--- Task statement ---
Every entry must be copied word for word.

### Data shown ###

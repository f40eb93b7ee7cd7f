use crate::Error;
use base64::{engine::general_purpose::STANDARD, Engine as _};
use serde::{Deserialize, Deserializer};
use sha2::{Digest, Sha256};
use std::{fmt, io::Read, str::FromStr};
use url::Url;

pub const DEFAULT_ENDPOINT: &str = "https://storage.googleapis.com";

/// Everything the blobstore client needs to talk to a single bucket.
///
/// The JSON form mirrors the blobstore config file:
///
/// ```json
/// {
///   "bucket_name": "my-bucket",
///   "credentials_source": "static",
///   "json_key": "{ ...service account... }",
///   "storage_class": "NEARLINE",
///   "encryption_key": "<base64, 32 bytes>"
/// }
/// ```
#[derive(Debug, Clone, Default, Deserialize)]
pub struct Config {
    #[serde(default)]
    pub bucket_name: String,

    #[serde(default)]
    pub credentials_source: CredentialsSource,

    #[serde(default, deserialize_with = "empty_as_none")]
    pub json_key: Option<String>,

    #[serde(default, deserialize_with = "empty_as_none")]
    pub storage_class: Option<StorageClass>,

    #[serde(default, deserialize_with = "empty_as_none")]
    pub encryption_key: Option<EncryptionKey>,

    #[serde(default, deserialize_with = "empty_as_none")]
    pub endpoint: Option<Url>,
}

impl Config {
    pub fn new(bucket_name: impl Into<String>) -> Self {
        Self {
            bucket_name: bucket_name.into(),
            ..Self::default()
        }
    }

    pub fn from_reader<R: Read>(reader: R) -> Result<Self, Error> {
        Ok(serde_json::from_reader(reader)?)
    }

    pub fn validate(&self) -> Result<(), Error> {
        if self.bucket_name.trim().is_empty() {
            return Err(Error::MissingBucket);
        }

        match (&self.credentials_source, &self.json_key) {
            (CredentialsSource::Static, None) => Err(Error::MissingJsonKey),
            (CredentialsSource::Default, Some(_)) | (CredentialsSource::None, Some(_)) => {
                Err(Error::UnexpectedJsonKey)
            }
            _ => Ok(()),
        }
    }

    /// Service base url, `https://storage.googleapis.com` unless overridden.
    pub fn endpoint_url(&self) -> Url {
        match &self.endpoint {
            Some(url) => url.clone(),
            None => Url::parse(DEFAULT_ENDPOINT).expect("default endpoint is a valid url"),
        }
    }

    pub fn is_read_only(&self) -> bool {
        self.credentials_source == CredentialsSource::None
    }
}

#[derive(Debug, Clone, Copy, PartialEq, Eq, Default)]
pub enum CredentialsSource {
    /// Application default credentials
    #[default]
    Default,
    /// Service account key taken from `json_key`
    Static,
    /// Anonymous access, the client is read-only
    None,
}

impl FromStr for CredentialsSource {
    type Err = Error;

    fn from_str(s: &str) -> Result<Self, Self::Err> {
        match s.trim() {
            "" => Ok(Self::Default),
            "static" => Ok(Self::Static),
            "none" => Ok(Self::None),
            other => Err(Error::UnknownCredentialsSource(other.to_string())),
        }
    }
}

impl<'de> Deserialize<'de> for CredentialsSource {
    fn deserialize<D: Deserializer<'de>>(deserializer: D) -> Result<Self, D::Error> {
        let raw = Option::<String>::deserialize(deserializer)?.unwrap_or_default();
        raw.parse().map_err(serde::de::Error::custom)
    }
}

#[derive(Debug, Clone, Copy, PartialEq, Eq)]
pub enum StorageClass {
    Standard,
    MultiRegional,
    Regional,
    Nearline,
    Coldline,
    Archive,
    DurableReducedAvailability,
}

impl StorageClass {
    pub fn as_str(&self) -> &'static str {
        match self {
            Self::Standard => "STANDARD",
            Self::MultiRegional => "MULTI_REGIONAL",
            Self::Regional => "REGIONAL",
            Self::Nearline => "NEARLINE",
            Self::Coldline => "COLDLINE",
            Self::Archive => "ARCHIVE",
            Self::DurableReducedAvailability => "DURABLE_REDUCED_AVAILABILITY",
        }
    }
}

impl FromStr for StorageClass {
    type Err = Error;

    fn from_str(s: &str) -> Result<Self, Self::Err> {
        let class = match s.trim().to_ascii_uppercase().as_str() {
            "STANDARD" => Self::Standard,
            "MULTI_REGIONAL" => Self::MultiRegional,
            "REGIONAL" => Self::Regional,
            "NEARLINE" => Self::Nearline,
            "COLDLINE" => Self::Coldline,
            "ARCHIVE" => Self::Archive,
            "DURABLE_REDUCED_AVAILABILITY" => Self::DurableReducedAvailability,
            _ => return Err(Error::UnknownStorageClass(s.to_string())),
        };
        Ok(class)
    }
}

impl fmt::Display for StorageClass {
    fn fmt(&self, f: &mut fmt::Formatter) -> fmt::Result {
        f.write_str(self.as_str())
    }
}

/// Customer-supplied AES-256 key. Every object request carries it in the
/// `x-goog-encryption-*` headers.
#[derive(Clone, PartialEq, Eq)]
pub struct EncryptionKey {
    key: Vec<u8>,
}

impl EncryptionKey {
    pub const LEN: usize = 32;
    pub const ALGORITHM: &'static str = "AES256";

    pub fn encoded(&self) -> String {
        STANDARD.encode(&self.key)
    }

    pub fn sha256_encoded(&self) -> String {
        STANDARD.encode(Sha256::digest(&self.key))
    }

    pub fn headers(&self) -> [(&'static str, String); 3] {
        [
            ("x-goog-encryption-algorithm", Self::ALGORITHM.to_string()),
            ("x-goog-encryption-key", self.encoded()),
            ("x-goog-encryption-key-sha256", self.sha256_encoded()),
        ]
    }
}

impl FromStr for EncryptionKey {
    type Err = Error;

    fn from_str(s: &str) -> Result<Self, Self::Err> {
        let key = STANDARD.decode(s.trim())?;
        if key.len() != Self::LEN {
            return Err(Error::EncryptionKeyLength(key.len()));
        }
        Ok(Self { key })
    }
}

impl fmt::Debug for EncryptionKey {
    fn fmt(&self, f: &mut fmt::Formatter<'_>) -> fmt::Result {
        f.debug_struct("EncryptionKey")
            .field("sha256", &self.sha256_encoded())
            .finish()
    }
}

fn empty_as_none<'de, D, T>(deserializer: D) -> Result<Option<T>, D::Error>
where
    D: Deserializer<'de>,
    T: FromStr,
    T::Err: fmt::Display,
{
    let raw = Option::<String>::deserialize(deserializer)?;
    match raw.as_deref().map(str::trim) {
        None | Some("") => Ok(None),
        Some(value) => value.parse().map(Some).map_err(serde::de::Error::custom),
    }
}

###

--- Written solution ---
repository f40eb93b7ee7cd7f
use crate::Error;
use base64::{engine::general_purpose::STANDARD, Engine as _};
use serde::{Deserialize, Deserializer};
use sha2::{Digest, Sha256};
use std::{fmt, io::Read, str::FromStr};
use url::Url;

pub const DEFAULT_ENDPOINT: &str = "https://storage.googleapis.com";

/// Everything the blobstore client needs to talk to a single bucket.
///
/// The JSON form mirrors the blobstore config file:
///
/// ```json
/// {
///   "bucket_name": "my-bucket",
///   "credentials_source": "static",
///   "json_key": "{ ...service account... }",
///   "storage_class": "NEARLINE",
///   "encryption_key": "<base64, 32 bytes>"
/// }
/// ```
#[derive(Debug, Clone, Default, Deserialize)]
pub struct Config {
    #[serde(default)]
    pub bucket_name: String,

    #[serde(default)]
    pub credentials_source: CredentialsSource,

    #[serde(default, deserialize_with = "empty_as_none")]
    pub json_key: Option<String>,

    #[serde(default, deserialize_with = "empty_as_none")]
    pub storage_class: Option<StorageClass>,

    #[serde(default, deserialize_with = "empty_as_none")]
    pub encryption_key: Option<EncryptionKey>,

    #[serde(default, deserialize_with = "empty_as_none")]
    pub endpoint: Option<Url>,
}

impl Config {
    pub fn new(bucket_name: impl Into<String>) -> Self {
        Self {
            bucket_name: bucket_name.into(),
            ..Self::default()
        }
    }

    pub fn from_reader<R: Read>(reader: R) -> Result<Self, Error> {
        Ok(serde_json::from_reader(reader)?)
    }

    pub fn validate(&self) -> Result<(), Error> {
        if self.bucket_name.trim().is_empty() {
            return Err(Error::MissingBucket);
        }

        match (&self.credentials_source, &self.json_key) {
            (CredentialsSource::Static, None) => Err(Error::MissingJsonKey),
            (CredentialsSource::Default, Some(_)) | (CredentialsSource::None, Some(_)) => {
                Err(Error::UnexpectedJsonKey)
            }
            _ => Ok(()),
        }
    }

    /// Service base url, `https://storage.googleapis.com` unless overridden.
    pub fn endpoint_url(&self) -> Url {
        match &self.endpoint {
            Some(url) => url.clone(),
            None => Url::parse(DEFAULT_ENDPOINT).expect("default endpoint is a valid url"),
        }
    }

    pub fn is_read_only(&self) -> bool {
        self.credentials_source == CredentialsSource::None
    }
}

#[derive(Debug, Clone, Copy, PartialEq, Eq, Default)]
pub enum CredentialsSource {
    /// Application default credentials
    #[default]
    Default,
    /// Service account key taken from `json_key`
    Static,
    /// Anonymous access, the client is read-only
    None,
}

impl FromStr for CredentialsSource {
    type Err = Error;

    fn from_str(s: &str) -> Result<Self, Self::Err> {
        match s.trim() {
            "" => Ok(Self::Default),
            "static" => Ok(Self::Static),
            "none" => Ok(Self::None),
            other => Err(Error::UnknownCredentialsSource(other.to_string())),
        }
    }
}

impl<'de> Deserialize<'de> for CredentialsSource {
    fn deserialize<D: Deserializer<'de>>(deserializer: D) -> Result<Self, D::Error> {
        let raw = Option::<String>::deserialize(deserializer)?.unwrap_or_default();
        raw.parse().map_err(serde::de::Error::custom)
    }
}

#[derive(Debug, Clone, Copy, PartialEq, Eq)]
pub enum StorageClass {
    Standard,
    MultiRegional,
    Regional,
    Nearline,
    Coldline,
    Archive,
    DurableReducedAvailability,
}

impl StorageClass {
    pub fn as_str(&self) -> &'static str {
        match self {
            Self::Standard => "STANDARD",
            Self::MultiRegional => "MULTI_REGIONAL",
            Self::Regional => "REGIONAL",
            Self::Nearline => "NEARLINE",
            Self::Coldline => "COLDLINE",
            Self::Archive => "ARCHIVE",
            Self::DurableReducedAvailability => "DURABLE_REDUCED_AVAILABILITY",
        }
    }
}

impl FromStr for StorageClass {
    type Err = Error;

    fn from_str(s: &str) -> Result<Self, Self::Err> {
        let class = match s.trim().to_ascii_uppercase().as_str() {
            "STANDARD" => Self::Standard,
            "MULTI_REGIONAL" => Self::MultiRegional,
            "REGIONAL" => Self::Regional,
            "NEARLINE" => Self::Nearline,
            "COLDLINE" => Self::Coldline,
            "ARCHIVE" => Self::Archive,
            "DURABLE_REDUCED_AVAILABILITY" => Self::DurableReducedAvailability,
            _ => return Err(Error::UnknownStorageClass(s.to_string())),
        };
        Ok(class)
    }
}

impl fmt::Display for StorageClass {
    fn fmt(&self, f: &mut fmt::Formatter) -> fmt::Result {
        f.write_str(self.as_str())
    }
}

/// Customer-supplied AES-256 key. Every object request carries it in the
/// `x-goog-encryption-*` headers.
#[derive(Clone, PartialEq, Eq)]
pub struct EncryptionKey {
    key: Vec<u8>,
}

impl EncryptionKey {
    pub const LEN: usize = 32;
    pub const ALGORITHM: &'static str = "AES256";

    pub fn encoded(&self) -> String {
        STANDARD.encode(&self.key)
    }

    pub fn sha256_encoded(&self) -> String {
        STANDARD.encode(Sha256::digest(&self.key))
    }

    pub fn headers(&self) -> [(&'static str, String); 3] {
        [
            ("x-goog-encryption-algorithm", Self::ALGORITHM.to_string()),
            ("x-goog-encryption-key", self.encoded()),
            ("x-goog-encryption-key-sha256", self.sha256_encoded()),
        ]
    }
}

impl FromStr for EncryptionKey {
    type Err = Error;

    fn from_str(s: &str) -> Result<Self, Self::Err> {
        let key = STANDARD.decode(s.trim())?;
        if key.len() != Self::LEN {
            return Err(Error::EncryptionKeyLength(key.len()));
        }
        Ok(Self { key })
    }
}

impl fmt::Debug for EncryptionKey {
    fn fmt(&self, f: &mut fmt::Formatter<'_>) -> fmt::Result {
        f.debug_struct("EncryptionKey")
            .field("sha256", &self.sha256_encoded())
            .finish()
    }
}

fn empty_as_none<'de, D, T>(deserializer: D) -> Result<Option<T>, D::Error>
where
    D: Deserializer<'de>,
    T: FromStr,
    T::Err: fmt::Display,
{
    let raw = Option::<String>::deserialize(deserializer)?;
    match raw.as_deref().map(str::trim) {
        None | Some("") => Ok(None),
        Some(value) => value.parse().map(Some).map_err(serde::de::Error::custom),
    }
}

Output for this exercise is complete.